What the task requires: Using the data below, gather each line that includes the word "crates".

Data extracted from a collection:

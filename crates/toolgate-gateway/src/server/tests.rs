// crates/toolgate-gateway/src/server/tests.rs
// ============================================================================
// Module: Edge Gateway Tests
// Description: Handler-level tests for the authenticated MCP edge.
// Purpose: Validate the verify → decide → aggregate pipeline with fakes.
// Dependencies: toolgate-gateway
// ============================================================================

//! ## Overview
//! Exercises the edge pipeline with an allow-all verifier, a scripted
//! backend transport, and a scripted governance client: challenge headers,
//! open and gated tool calls, granted-service filtering, and health.

#![allow(
    clippy::panic,
    clippy::print_stdout,
    clippy::print_stderr,
    clippy::unwrap_used,
    clippy::expect_used,
    clippy::use_debug,
    clippy::dbg_macro,
    clippy::panic_in_result_fn,
    clippy::unwrap_in_result,
    reason = "Test-only framing assertions."
)]

use std::collections::BTreeMap;
use std::collections::BTreeSet;
use std::collections::HashMap;
use std::collections::VecDeque;
use std::sync::Arc;
use std::sync::Mutex;
use std::time::Duration;

use async_trait::async_trait;
use axum::Json;
use axum::body::Bytes;
use axum::body::to_bytes;
use axum::extract::State;
use axum::http::HeaderMap;
use axum::http::HeaderValue;
use axum::http::StatusCode;
use axum::http::header::AUTHORIZATION;
use axum::http::header::WWW_AUTHENTICATE;
use axum::response::Response;
use base64::Engine;
use base64::engine::general_purpose::URL_SAFE_NO_PAD;
use serde_json::Value;
use serde_json::json;
use toolgate_aggregator::Aggregator;
use toolgate_aggregator::BackendEndpoint;
use toolgate_aggregator::BackendError;
use toolgate_aggregator::BackendReply;
use toolgate_aggregator::BackendTransport;
use toolgate_aggregator::ByteSource;
use toolgate_bundle::BundleCache;
use toolgate_core::AccessGrant;
use toolgate_core::AccessRule;
use toolgate_core::BundleData;
use toolgate_core::Catalog;
use toolgate_core::EvaluateRequest;
use toolgate_core::EvaluateResponse;
use toolgate_core::GovernanceDecision;
use toolgate_core::GovernanceId;
use toolgate_core::PolicyBundle;
use toolgate_core::RequestId;
use toolgate_core::Revision;
use toolgate_core::RuleId;
use toolgate_core::RuleMatcher;
use toolgate_core::ServiceName;
use toolgate_core::SessionId;
use toolgate_core::ToolName;
use toolgate_core::ToolTag;
use toolgate_engine::DecisionEngine;
use toolgate_engine::GovernanceClient;
use toolgate_engine::GovernanceClientError;

use super::GatewayState;
use super::handle_health;
use super::handle_mcp_delete;
use super::handle_mcp_post;
use super::handle_protected_resource;
use crate::jwks::TokenVerifier;
use crate::jwks::VerifyError;
use crate::limits::SubjectThrottle;

// ============================================================================
// SECTION: Fakes
// ============================================================================

/// Verifier that accepts every token (signatures are covered by unit tests).
struct AllowAllVerifier;

#[async_trait]
impl TokenVerifier for AllowAllVerifier {
    async fn verify(&self, _token: &str) -> Result<(), VerifyError> {
        Ok(())
    }
}

/// Scripted governance client.
struct ScriptedGovernance {
    /// Scripted responses consumed in order.
    responses: Mutex<VecDeque<EvaluateResponse>>,
}

impl ScriptedGovernance {
    fn with(responses: Vec<EvaluateResponse>) -> Arc<Self> {
        Arc::new(Self {
            responses: Mutex::new(responses.into_iter().collect()),
        })
    }
}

Answer for this exercise:
filename crates/toolgate-gateway/src/server/tests.rs
// crates/toolgate-gateway/src/server/tests.rs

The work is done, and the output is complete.